*** Opening of Data to process ***

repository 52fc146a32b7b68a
//! Health check endpoint.

use actix_web::HttpResponse;
use serde::Serialize;

#[derive(Serialize)]
pub struct HealthResponse {
    pub status: &'static str,
    pub version: &'static str,
    pub timestamp: String,
}

/// GET /health
pub async fn health_check() -> HttpResponse {
    HttpResponse::Ok().json(HealthResponse {
        status: "ok",
        version: env!("CARGO_PKG_VERSION"),
        timestamp: chrono::Utc::now().to_rfc3339(),
    })
}
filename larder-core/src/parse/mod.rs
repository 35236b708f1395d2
//! Parsers for the model's free-text replies.
//!
//! Every function here is pure and infallible: a missing or malformed field
//! degrades to that field's documented default while the rest of the reply
//! is still read.

pub mod alternate;
pub mod fields;
pub mod filter;
pub mod health;
pub mod recipe;
pub mod time;
pub mod validation;

pub use alternate::{parse_alternate_reply, AlternateReply};
pub use fields::{bracketed_list, bulleted_items, Bullet, MarkerSet};
pub use filter::{parse_filter_reply, FilterReply};
pub use health::{parse_health_reply, HealthReply};
pub use recipe::{missed_ingredients, parse_recipe_reply, RecipeReply};
pub use time::parse_minutes;
pub use validation::{parse_validation_reply, ValidationReply};
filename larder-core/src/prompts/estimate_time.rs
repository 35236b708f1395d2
//! Cooking time estimation prompt.

pub const ESTIMATE_TIME_PROMPT_NAME: &str = "estimate_time";

/// Instructions are renumbered from 1, one per line.
pub fn render_estimate_time_prompt(instructions: &[String]) -> String {
    let steps = instructions
        .iter()
        .enumerate()
        .map(|(i, step)| format!("{}. {}", i + 1, step))
        .collect::<Vec<_>>()
        .join("\n");

    format!(
        r#"You are a cooking time expert. Estimate how long these steps take in total, preparation included.

{steps}

Answer on one line in this format:
Estimated total cooking time: <number> minutes"#,
        steps = steps
    )
}

#[cfg(test)]
mod tests {
    use super::*;

    #[test]
    fn test_render_prompt_numbers_steps() {
        let prompt = render_estimate_time_prompt(&["Boil water.".to_string(), "Add pasta.".to_string()]);
        assert!(prompt.contains("1. Boil water.\n2. Add pasta."));
        assert!(prompt.contains("<number> minutes"));
    }
}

*** Close of Data to process ***

● Task details:
Please repeat the lines above exactly, beginning with the line that contains "i + 1, step))" and ending with the final one.

● Result for this exercise:
        .map(|(i, step)| format!("{}. {}", i + 1, step))
        .collect::<Vec<_>>()
        .join("\n");

    format!(
        r#"You are a cooking time expert. Estimate how long these steps take in total, preparation included.

{steps}

Answer on one line in this format:
Estimated total cooking time: <number> minutes"#,
        steps = steps
    )
}

#[cfg(test)]
mod tests {
    use super::*;

    #[test]
    fn test_render_prompt_numbers_steps() {
        let prompt = render_estimate_time_prompt(&["Boil water.".to_string(), "Add pasta.".to_string()]);
        assert!(prompt.contains("1. Boil water.\n2. Add pasta."));
        assert!(prompt.contains("<number> minutes"));
    }
}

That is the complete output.